**Activity**
Give only the number of lines in these records that contain the word "derive".

Dataset entries:
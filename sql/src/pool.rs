// III-IV
// Copyright 2023 Julio Merino
//
// Licensed under the Apache License, Version 2.0 (the "License"); you may not
// use this file except in compliance with the License.  You may obtain a copy
// of the License at:
//
//     http://www.apache.org/licenses/LICENSE-2.0
//
// Unless required by applicable law or agreed to in writing, software
// distributed under the License is distributed on an "AS IS" BASIS, WITHOUT
// WARRANTIES OR CONDITIONS OF ANY KIND, either express or implied.  See the
// License for the specific language governing permissions and limitations
// under the License.

//! Ownership of the connection pool and of the connections borrowed from it.

use crate::query::SqlQuery;
use crate::{map_sqlx_error, DbError, DbResult};
use derivative::Derivative;
use log::{debug, info, warn};
use rms_core::config::{ConfigError, ConfigResult, Properties};
use serde::Deserialize;
use sqlx::any::{Any, AnyPoolOptions, AnyStatement};
use sqlx::pool::PoolConnection;
use sqlx::{AnyPool, Executor};
use std::collections::BTreeMap;
use std::sync::atomic::{AtomicU64, Ordering};
use std::sync::Arc;
use std::time::Duration;
use url::Url;

/// Default maximum number of connections in the pool.
const DEFAULT_MAX_POOL_SIZE: u32 = 10;

/// Default maximum lifetime of a pooled connection.
const DEFAULT_MAX_LIFETIME: Duration = Duration::from_secs(30 * 60);

/// Default time to wait for a connection to become available.
const DEFAULT_ACQUIRE_TIMEOUT: Duration = Duration::from_secs(30);

/// Paths that only apply when the database is given in driver mode.
const DRIVER_PATHS: &[&str] = &["db.driver", "db.hostname", "db.port", "db.name"];

/// What to do with a connection once a query is done with it.
#[derive(Clone, Copy, Debug, Default, Deserialize, PartialEq)]
#[serde(rename_all = "lowercase")]
pub enum ReleasePolicy {
    /// Close the connection so that the pool opens a new one for the next query.
    #[default]
    Evict,

    /// Return the connection to the pool for reuse.
    Reuse,
}

/// Location of the database, in one of two mutually exclusive forms.
#[derive(Clone, Debug, PartialEq)]
pub enum DbTarget {
    /// A complete connection URL such as `postgres://host:5432/db` or `sqlite://file.db`.
    Url(String),

    /// The components of a connection URL.
    Driver {
        /// URL scheme of the backend, such as `postgres`.
        driver: String,

        /// Host to connect to.
        hostname: String,

        /// Port to connect to.
        port: u16,

        /// Database name.
        name: String,
    },
}

/// Options to establish connections to a database.
#[derive(Clone, Derivative)]
#[derivative(Debug, PartialEq)]
pub struct PoolOptions {
    /// Where the database lives.
    pub target: DbTarget,

    /// Username to establish connections with.  Ignored if empty.
    pub username: String,

    /// Password to establish connections with.  Ignored if empty.
    #[derivative(Debug = "ignore")]
    pub password: String,

    /// Maximum lifetime of a pooled connection.
    pub max_lifetime: Duration,

    /// Maximum number of connections to keep open against the database.
    pub max_pool_size: u32,

    /// Maximum time to wait for a connection to become available.
    pub acquire_timeout: Duration,

    /// Extra parameters appended to the query string of the connection URL.
    pub properties: BTreeMap<String, String>,

    /// What to do with connections once a query is done with them.
    pub release_policy: ReleasePolicy,
}

impl PoolOptions {
    /// Creates a set of options for the database at `url` with default settings.
    pub fn from_url<U: Into<String>>(url: U) -> Self {
        Self {
            target: DbTarget::Url(url.into()),
            username: String::new(),
            password: String::new(),
            max_lifetime: DEFAULT_MAX_LIFETIME,
            max_pool_size: DEFAULT_MAX_POOL_SIZE,
            acquire_timeout: DEFAULT_ACQUIRE_TIMEOUT,
            properties: BTreeMap::default(),
            release_policy: ReleasePolicy::default(),
        }
    }

    /// Overrides the connection release `policy`.
    pub fn with_release_policy(mut self, policy: ReleasePolicy) -> Self {
        self.release_policy = policy;
        self
    }

    /// Initializes a set of options from the `db` section of a configuration document.
    ///
    /// Returns `None` if `db.type` is absent or `none`.  Otherwise, `db.type` must be `url`, which
    /// requires `db.url`, or `driver`, which requires `db.driver`, `db.hostname`, `db.port` and
    /// `db.name`.  Settings of the mode that was not selected must be absent.  In both modes,
    /// `db.username`, `db.password`, `db.maxLifetime` (in milliseconds) and `db.maxPoolSize` are
    /// required, while `db.properties`, `db.acquireTimeout` (in milliseconds) and
    /// `db.releasePolicy` are optional.
    pub fn from_properties(props: &Properties) -> ConfigResult<Option<Self>> {
        let target = match props.get_str_or("db.type", "none")?.as_str() {
            "none" => {
                props.check_ignored("db.url");
                for path in DRIVER_PATHS {
                    props.check_ignored(path);
                }
                return Ok(None);
            }
            "url" => {
                if let Some(path) = DRIVER_PATHS.iter().find(|path| props.contains(path)) {
                    return Err(ConfigError::Conflict(format!(
                        "'{}' cannot be set when db.type is url",
                        path
                    )));
                }
                DbTarget::Url(props.get_req_str("db.url")?)
            }
            "driver" => {
                if props.contains("db.url") {
                    return Err(ConfigError::Conflict(
                        "'db.url' cannot be set when db.type is driver".to_owned(),
                    ));
                }
                DbTarget::Driver {
                    driver: props.get_req_str("db.driver")?,
                    hostname: props.get_req_str("db.hostname")?,
                    port: props.get_req("db.port")?,
                    name: props.get_req_str("db.name")?,
                }
            }
            other => {
                return Err(ConfigError::InvalidValue {
                    path: "db.type".to_owned(),
                    message: format!("Unknown database type '{}'", other),
                })
            }
        };

        Ok(Some(Self {
            target,
            username: props.get_req_str("db.username")?,
            password: props.get_req_str("db.password")?,
            max_lifetime: Duration::from_millis(props.get_req("db.maxLifetime")?),
            max_pool_size: props.get_req("db.maxPoolSize")?,
            acquire_timeout: props
                .get::<u64>("db.acquireTimeout")?
                .map(Duration::from_millis)
                .unwrap_or(DEFAULT_ACQUIRE_TIMEOUT),
            properties: props.get_or("db.properties", BTreeMap::default())?,
            release_policy: props.get_or("db.releasePolicy", ReleasePolicy::default())?,
        }))
    }

    /// Computes the connection URL, including credentials and extra properties.
    fn url(&self) -> DbResult<Url> {
        let base = match &self.target {
            DbTarget::Url(url) => url.clone(),
            DbTarget::Driver { driver, hostname, port, name } => {
                format!("{}://{}:{}/{}", driver, hostname, port, name)
            }
        };
        let mut url = Url::parse(&base)
            .map_err(|e| DbError::InvalidConfig(format!("Invalid database URL: {}", e)))?;

        if !self.username.is_empty() {
            url.set_username(&self.username)
                .map_err(|_| DbError::InvalidConfig("URL cannot hold a username".to_owned()))?;
        }
        if !self.password.is_empty() {
            url.set_password(Some(&self.password))
                .map_err(|_| DbError::InvalidConfig("URL cannot hold a password".to_owned()))?;
        }
        if !self.properties.is_empty() {
            let mut pairs = url.query_pairs_mut();
            for (key, value) in &self.properties {
                pairs.append_pair(key, value);
            }
        }
        Ok(url)
    }
}

/// Snapshot of the connection accounting of a `PoolManager`.
#[derive(Clone, Copy, Debug, Default, PartialEq)]
pub struct PoolStats {
    /// Number of connections handed out to queries.
    pub borrowed: u64,

    /// Number of connections closed after use.
    pub evicted: u64,

    /// Number of connections returned to the pool after use.
    pub returned: u64,
}

/// Live counters behind `PoolStats`.
#[derive(Debug, Default)]
struct Counters {
    /// Number of connections handed out to queries.
    borrowed: AtomicU64,

    /// Number of connections closed after use.
    evicted: AtomicU64,

    /// Number of connections returned to the pool after use.
    returned: AtomicU64,
}

/// Owner of the connection pool.  Cloning is cheap and shares the same pool.
#[derive(Clone, Debug)]
pub struct PoolManager {
    /// Shared connection pool.
    pool: AnyPool,

    /// What to do with connections once a query is done with them.
    policy: ReleasePolicy,

    /// Connection accounting.
    counters: Arc<Counters>,
}

impl PoolManager {
    /// Creates a pool manager with the `opts` connection options.
    ///
    /// This operation is lazy: connections are only established when queries need them.  It must
    /// be called from within a Tokio runtime because the pool spawns its maintenance task here.
    pub fn connect(opts: PoolOptions) -> DbResult<Self> {
        if tokio::runtime::Handle::try_current().is_err() {
            return Err(DbError::BackendError(
                "Pool manager must be created within a Tokio runtime".to_owned(),
            ));
        }

        sqlx::any::install_default_drivers();

        let url = opts.url()?;
        info!(
            "Initializing pool manager for {} with up to {} connections (release policy {:?})",
            url.scheme(),
            opts.max_pool_size,
            opts.release_policy
        );
        let pool = AnyPoolOptions::new()
            .max_connections(opts.max_pool_size)
            .max_lifetime(Some(opts.max_lifetime))
            .acquire_timeout(opts.acquire_timeout)
            .connect_lazy(url.as_str())
            .map_err(map_sqlx_error)?;

        Ok(Self { pool, policy: opts.release_policy, counters: Arc::from(Counters::default()) })
    }

    /// Creates a new query for the `sql` statement against this pool.
    pub fn create_query<S: Into<String>>(&self, sql: S) -> SqlQuery {
        SqlQuery::new(sql, self)
    }

    /// Runs the statements in `script` directly on the pool, without parameters.
    ///
    /// This is meant for schema initialization and does not count towards `stats`.
    pub async fn execute_script(&self, script: &str) -> DbResult<()> {
        sqlx::raw_sql(script).execute(&self.pool).await.map_err(map_sqlx_error)?;
        Ok(())
    }

    /// Borrows a connection from the pool and prepares `sql` on it.
    ///
    /// A connection on which `sql` cannot be prepared is evicted right away.
    pub(crate) async fn borrow(
        &self,
        sql: &str,
    ) -> DbResult<(PoolConnection<Any>, AnyStatement<'static>)> {
        let mut conn = self.pool.acquire().await.map_err(map_sqlx_error)?;
        self.counters.borrowed.fetch_add(1, Ordering::SeqCst);
        debug!("Borrowed connection to prepare: {}", sql);

        let prepared = (&mut *conn).prepare(sql).await.map(|stmt| sqlx::Statement::to_owned(&stmt));
        match prepared {
            Ok(stmt) => Ok((conn, stmt)),
            Err(e) => {
                warn!("Evicting connection after failing to prepare statement: {}", e);
                self.evict(conn);
                Err(map_sqlx_error(e))
            }
        }
    }

    /// Gives back a connection previously obtained with `borrow`.
    pub(crate) fn release(&self, conn: PoolConnection<Any>) {
        match self.policy {
            ReleasePolicy::Evict => self.evict(conn),
            ReleasePolicy::Reuse => {
                drop(conn);
                self.counters.returned.fetch_add(1, Ordering::SeqCst);
            }
        }
    }

    /// Closes a connection instead of returning it to the pool.
    fn evict(&self, mut conn: PoolConnection<Any>) {
        conn.close_on_drop();
        drop(conn);
        self.counters.evicted.fetch_add(1, Ordering::SeqCst);
    }

    /// Returns the connection accounting so far.
    pub fn stats(&self) -> PoolStats {
        PoolStats {
            borrowed: self.counters.borrowed.load(Ordering::SeqCst),
            evicted: self.counters.evicted.load(Ordering::SeqCst),
            returned: self.counters.returned.load(Ordering::SeqCst),
        }
    }

    /// Closes the pool, waiting for all borrowed connections to be released.
    pub async fn close(&self) {
        info!("Closing pool manager");
        self.pool.close().await;
    }
}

**The completed task**
6